## Task description
Line by line, copy all of the data exactly.

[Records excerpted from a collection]

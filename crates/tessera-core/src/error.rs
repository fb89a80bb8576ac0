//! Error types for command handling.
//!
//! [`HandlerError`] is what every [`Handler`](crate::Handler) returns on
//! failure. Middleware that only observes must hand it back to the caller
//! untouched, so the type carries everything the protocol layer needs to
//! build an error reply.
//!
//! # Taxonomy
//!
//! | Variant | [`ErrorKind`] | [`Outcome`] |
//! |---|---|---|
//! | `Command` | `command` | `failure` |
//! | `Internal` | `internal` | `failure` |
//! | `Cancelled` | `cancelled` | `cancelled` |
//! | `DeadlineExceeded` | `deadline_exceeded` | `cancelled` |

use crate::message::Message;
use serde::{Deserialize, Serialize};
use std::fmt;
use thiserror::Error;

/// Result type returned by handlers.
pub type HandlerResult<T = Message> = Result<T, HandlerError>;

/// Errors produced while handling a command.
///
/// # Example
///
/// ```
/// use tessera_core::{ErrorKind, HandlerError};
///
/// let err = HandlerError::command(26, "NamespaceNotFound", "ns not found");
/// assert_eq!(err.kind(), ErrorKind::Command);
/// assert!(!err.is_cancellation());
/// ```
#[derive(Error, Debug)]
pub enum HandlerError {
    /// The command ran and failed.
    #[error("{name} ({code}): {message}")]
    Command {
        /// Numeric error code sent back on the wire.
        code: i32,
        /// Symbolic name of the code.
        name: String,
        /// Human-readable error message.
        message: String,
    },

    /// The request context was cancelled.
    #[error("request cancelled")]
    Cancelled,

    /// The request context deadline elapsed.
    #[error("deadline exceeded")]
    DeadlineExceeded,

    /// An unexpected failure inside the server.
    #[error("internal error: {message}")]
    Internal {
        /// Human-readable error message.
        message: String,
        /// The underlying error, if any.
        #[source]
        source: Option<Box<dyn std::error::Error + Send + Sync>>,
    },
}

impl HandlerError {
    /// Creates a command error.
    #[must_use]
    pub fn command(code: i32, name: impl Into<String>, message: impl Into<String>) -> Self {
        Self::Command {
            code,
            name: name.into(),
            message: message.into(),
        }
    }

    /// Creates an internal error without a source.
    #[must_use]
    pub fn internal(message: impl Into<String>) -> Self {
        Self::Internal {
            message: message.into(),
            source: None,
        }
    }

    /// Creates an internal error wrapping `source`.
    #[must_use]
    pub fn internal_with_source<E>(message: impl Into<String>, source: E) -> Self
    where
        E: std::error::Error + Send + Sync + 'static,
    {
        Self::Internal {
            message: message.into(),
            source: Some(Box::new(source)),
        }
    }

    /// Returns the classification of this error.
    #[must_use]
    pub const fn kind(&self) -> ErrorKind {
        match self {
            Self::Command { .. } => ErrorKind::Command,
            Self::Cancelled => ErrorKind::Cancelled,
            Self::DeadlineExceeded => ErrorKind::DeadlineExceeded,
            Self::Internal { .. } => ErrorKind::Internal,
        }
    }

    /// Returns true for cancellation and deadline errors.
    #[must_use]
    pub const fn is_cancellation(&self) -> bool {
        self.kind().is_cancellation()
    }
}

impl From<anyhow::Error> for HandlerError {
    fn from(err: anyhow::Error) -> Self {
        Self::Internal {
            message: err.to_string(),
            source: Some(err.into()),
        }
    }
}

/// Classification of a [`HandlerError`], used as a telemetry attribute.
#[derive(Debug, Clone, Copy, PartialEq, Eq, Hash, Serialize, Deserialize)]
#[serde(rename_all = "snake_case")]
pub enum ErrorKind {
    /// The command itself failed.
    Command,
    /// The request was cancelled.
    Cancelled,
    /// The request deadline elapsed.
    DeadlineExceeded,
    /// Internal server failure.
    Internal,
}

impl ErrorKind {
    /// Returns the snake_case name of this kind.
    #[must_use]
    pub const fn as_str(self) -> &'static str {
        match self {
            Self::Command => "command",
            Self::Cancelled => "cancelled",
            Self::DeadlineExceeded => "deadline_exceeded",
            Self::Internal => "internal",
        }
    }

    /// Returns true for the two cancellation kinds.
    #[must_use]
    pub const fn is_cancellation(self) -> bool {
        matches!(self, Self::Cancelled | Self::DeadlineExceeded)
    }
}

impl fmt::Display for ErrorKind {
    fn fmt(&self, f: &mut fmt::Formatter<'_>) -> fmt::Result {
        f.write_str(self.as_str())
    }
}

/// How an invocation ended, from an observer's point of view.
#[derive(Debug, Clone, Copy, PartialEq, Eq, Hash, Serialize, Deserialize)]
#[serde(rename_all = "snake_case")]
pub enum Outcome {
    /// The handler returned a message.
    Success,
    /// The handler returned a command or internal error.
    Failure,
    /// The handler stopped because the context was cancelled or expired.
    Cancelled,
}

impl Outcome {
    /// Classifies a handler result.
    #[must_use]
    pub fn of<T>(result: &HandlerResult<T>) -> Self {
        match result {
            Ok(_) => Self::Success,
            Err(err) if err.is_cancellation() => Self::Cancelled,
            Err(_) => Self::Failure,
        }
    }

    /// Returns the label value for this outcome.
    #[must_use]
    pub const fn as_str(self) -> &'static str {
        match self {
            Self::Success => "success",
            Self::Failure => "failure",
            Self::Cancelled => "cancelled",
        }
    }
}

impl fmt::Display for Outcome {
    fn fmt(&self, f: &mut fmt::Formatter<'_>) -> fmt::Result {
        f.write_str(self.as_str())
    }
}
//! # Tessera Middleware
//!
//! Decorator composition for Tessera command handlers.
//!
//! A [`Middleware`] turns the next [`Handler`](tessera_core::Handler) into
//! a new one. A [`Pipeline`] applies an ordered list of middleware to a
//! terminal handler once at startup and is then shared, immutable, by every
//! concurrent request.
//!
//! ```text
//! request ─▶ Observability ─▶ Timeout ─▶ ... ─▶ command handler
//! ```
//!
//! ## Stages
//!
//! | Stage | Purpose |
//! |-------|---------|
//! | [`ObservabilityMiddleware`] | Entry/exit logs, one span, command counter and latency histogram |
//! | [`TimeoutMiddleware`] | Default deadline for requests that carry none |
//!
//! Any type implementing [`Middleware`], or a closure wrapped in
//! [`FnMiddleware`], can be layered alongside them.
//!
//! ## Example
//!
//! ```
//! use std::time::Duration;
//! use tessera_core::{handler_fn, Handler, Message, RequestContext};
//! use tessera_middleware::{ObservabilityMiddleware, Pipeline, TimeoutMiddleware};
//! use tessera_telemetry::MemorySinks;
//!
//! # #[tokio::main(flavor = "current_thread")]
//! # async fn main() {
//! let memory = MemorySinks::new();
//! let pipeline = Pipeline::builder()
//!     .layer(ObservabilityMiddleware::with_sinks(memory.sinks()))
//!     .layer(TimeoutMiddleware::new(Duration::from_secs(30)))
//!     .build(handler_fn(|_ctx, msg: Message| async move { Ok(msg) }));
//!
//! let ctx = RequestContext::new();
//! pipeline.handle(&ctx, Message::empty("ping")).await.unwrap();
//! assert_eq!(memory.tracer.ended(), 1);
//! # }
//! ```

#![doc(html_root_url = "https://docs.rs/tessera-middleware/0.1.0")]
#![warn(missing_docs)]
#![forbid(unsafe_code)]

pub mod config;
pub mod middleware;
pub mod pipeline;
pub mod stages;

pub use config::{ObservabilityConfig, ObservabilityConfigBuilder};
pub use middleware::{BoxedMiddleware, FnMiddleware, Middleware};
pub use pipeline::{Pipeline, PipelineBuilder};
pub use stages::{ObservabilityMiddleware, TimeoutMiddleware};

## Answer section
filename crates/tessera-core/src/error.rs
repository fb89a80bb8576ac0
//! Error types for command handling.
//!
//! [`HandlerError`] is what every [`Handler`](crate::Handler) returns on
//! failure. Middleware that only observes must hand it back to the caller
//! untouched, so the type carries everything the protocol layer needs to
//! build an error reply.
//!
//! # Taxonomy
//!
//! | Variant | [`ErrorKind`] | [`Outcome`] |
//! |---|---|---|
//! | `Command` | `command` | `failure` |
//! | `Internal` | `internal` | `failure` |
//! | `Cancelled` | `cancelled` | `cancelled` |
//! | `DeadlineExceeded` | `deadline_exceeded` | `cancelled` |

use crate::message::Message;
use serde::{Deserialize, Serialize};
use std::fmt;
use thiserror::Error;

/// Result type returned by handlers.
pub type HandlerResult<T = Message> = Result<T, HandlerError>;

/// Errors produced while handling a command.
///
/// # Example
///
/// ```
/// use tessera_core::{ErrorKind, HandlerError};
///
/// let err = HandlerError::command(26, "NamespaceNotFound", "ns not found");
/// assert_eq!(err.kind(), ErrorKind::Command);
/// assert!(!err.is_cancellation());
/// ```
#[derive(Error, Debug)]
pub enum HandlerError {
    /// The command ran and failed.
    #[error("{name} ({code}): {message}")]
    Command {
        /// Numeric error code sent back on the wire.
        code: i32,
        /// Symbolic name of the code.
        name: String,
        /// Human-readable error message.
        message: String,
    },

    /// The request context was cancelled.
    #[error("request cancelled")]
    Cancelled,

    /// The request context deadline elapsed.
    #[error("deadline exceeded")]
    DeadlineExceeded,

    /// An unexpected failure inside the server.
    #[error("internal error: {message}")]
    Internal {
        /// Human-readable error message.
        message: String,
        /// The underlying error, if any.
        #[source]
        source: Option<Box<dyn std::error::Error + Send + Sync>>,
    },
}

impl HandlerError {
    /// Creates a command error.
    #[must_use]
    pub fn command(code: i32, name: impl Into<String>, message: impl Into<String>) -> Self {
        Self::Command {
            code,
            name: name.into(),
            message: message.into(),
        }
    }

    /// Creates an internal error without a source.
    #[must_use]
    pub fn internal(message: impl Into<String>) -> Self {
        Self::Internal {
            message: message.into(),
            source: None,
        }
    }

    /// Creates an internal error wrapping `source`.
    #[must_use]
    pub fn internal_with_source<E>(message: impl Into<String>, source: E) -> Self
    where
        E: std::error::Error + Send + Sync + 'static,
    {
        Self::Internal {
            message: message.into(),
            source: Some(Box::new(source)),
        }
    }

    /// Returns the classification of this error.
    #[must_use]
    pub const fn kind(&self) -> ErrorKind {
        match self {
            Self::Command { .. } => ErrorKind::Command,
            Self::Cancelled => ErrorKind::Cancelled,
            Self::DeadlineExceeded => ErrorKind::DeadlineExceeded,
            Self::Internal { .. } => ErrorKind::Internal,
        }
    }

    /// Returns true for cancellation and deadline errors.
    #[must_use]
    pub const fn is_cancellation(&self) -> bool {
        self.kind().is_cancellation()
    }
}

impl From<anyhow::Error> for HandlerError {
    fn from(err: anyhow::Error) -> Self {
        Self::Internal {
            message: err.to_string(),
            source: Some(err.into()),
        }
    }
}

/// Classification of a [`HandlerError`], used as a telemetry attribute.
#[derive(Debug, Clone, Copy, PartialEq, Eq, Hash, Serialize, Deserialize)]
#[serde(rename_all = "snake_case")]
pub enum ErrorKind {
    /// The command itself failed.
    Command,
    /// The request was cancelled.
    Cancelled,
    /// The request deadline elapsed.
    DeadlineExceeded,
    /// Internal server failure.
    Internal,
}

impl ErrorKind {
    /// Returns the snake_case name of this kind.
    #[must_use]
    pub const fn as_str(self) -> &'static str {
        match self {
            Self::Command => "command",
            Self::Cancelled => "cancelled",
            Self::DeadlineExceeded => "deadline_exceeded",
            Self::Internal => "internal",
        }
    }

    /// Returns true for the two cancellation kinds.
    #[must_use]
    pub const fn is_cancellation(self) -> bool {
        matches!(self, Self::Cancelled | Self::DeadlineExceeded)
    }
}

impl fmt::Display for ErrorKind {
    fn fmt(&self, f: &mut fmt::Formatter<'_>) -> fmt::Result {
        f.write_str(self.as_str())
    }
}

/// How an invocation ended, from an observer's point of view.
#[derive(Debug, Clone, Copy, PartialEq, Eq, Hash, Serialize, Deserialize)]
#[serde(rename_all = "snake_case")]
pub enum Outcome {
    /// The handler returned a message.
    Success,
    /// The handler returned a command or internal error.
    Failure,
    /// The handler stopped because the context was cancelled or expired.
    Cancelled,
}

impl Outcome {
    /// Classifies a handler result.
    #[must_use]
    pub fn of<T>(result: &HandlerResult<T>) -> Self {
        match result {
            Ok(_) => Self::Success,
            Err(err) if err.is_cancellation() => Self::Cancelled,
            Err(_) => Self::Failure,
        }
    }

    /// Returns the label value for this outcome.
    #[must_use]
    pub const fn as_str(self) -> &'static str {
        match self {
            Self::Success => "success",
            Self::Failure => "failure",
            Self::Cancelled => "cancelled",
        }
    }
}

impl fmt::Display for Outcome {
    fn fmt(&self, f: &mut fmt::Formatter<'_>) -> fmt::Result {
        f.write_str(self.as_str())
    }
}
//! # Tessera Middleware
//!
//! Decorator composition for Tessera command handlers.
//!
//! A [`Middleware`] turns the next [`Handler`](tessera_core::Handler) into
//! a new one. A [`Pipeline`] applies an ordered list of middleware to a
//! terminal handler once at startup and is then shared, immutable, by every
//! concurrent request.
//!
//! ```text
//! request ─▶ Observability ─▶ Timeout ─▶ ... ─▶ command handler
//! ```
//!
//! ## Stages
//!
//! | Stage | Purpose |
//! |-------|---------|
//! | [`ObservabilityMiddleware`] | Entry/exit logs, one span, command counter and latency histogram |
//! | [`TimeoutMiddleware`] | Default deadline for requests that carry none |
//!
//! Any type implementing [`Middleware`], or a closure wrapped in
//! [`FnMiddleware`], can be layered alongside them.
//!
//! ## Example
//!
//! ```
//! use std::time::Duration;
//! use tessera_core::{handler_fn, Handler, Message, RequestContext};
//! use tessera_middleware::{ObservabilityMiddleware, Pipeline, TimeoutMiddleware};
//! use tessera_telemetry::MemorySinks;
//!
//! # #[tokio::main(flavor = "current_thread")]
//! # async fn main() {
//! let memory = MemorySinks::new();
//! let pipeline = Pipeline::builder()
//!     .layer(ObservabilityMiddleware::with_sinks(memory.sinks()))
//!     .layer(TimeoutMiddleware::new(Duration::from_secs(30)))
//!     .build(handler_fn(|_ctx, msg: Message| async move { Ok(msg) }));
//!
//! let ctx = RequestContext::new();
//! pipeline.handle(&ctx, Message::empty("ping")).await.unwrap();
//! assert_eq!(memory.tracer.ended(), 1);
//! # }
//! ```

#![doc(html_root_url = "https://docs.rs/tessera-middleware/0.1.0")]
#![warn(missing_docs)]
#![forbid(unsafe_code)]

pub mod config;
pub mod middleware;
pub mod pipeline;
pub mod stages;

pub use config::{ObservabilityConfig, ObservabilityConfigBuilder};
pub use middleware::{BoxedMiddleware, FnMiddleware, Middleware};
pub use pipeline::{Pipeline, PipelineBuilder};
pub use stages::{ObservabilityMiddleware, TimeoutMiddleware};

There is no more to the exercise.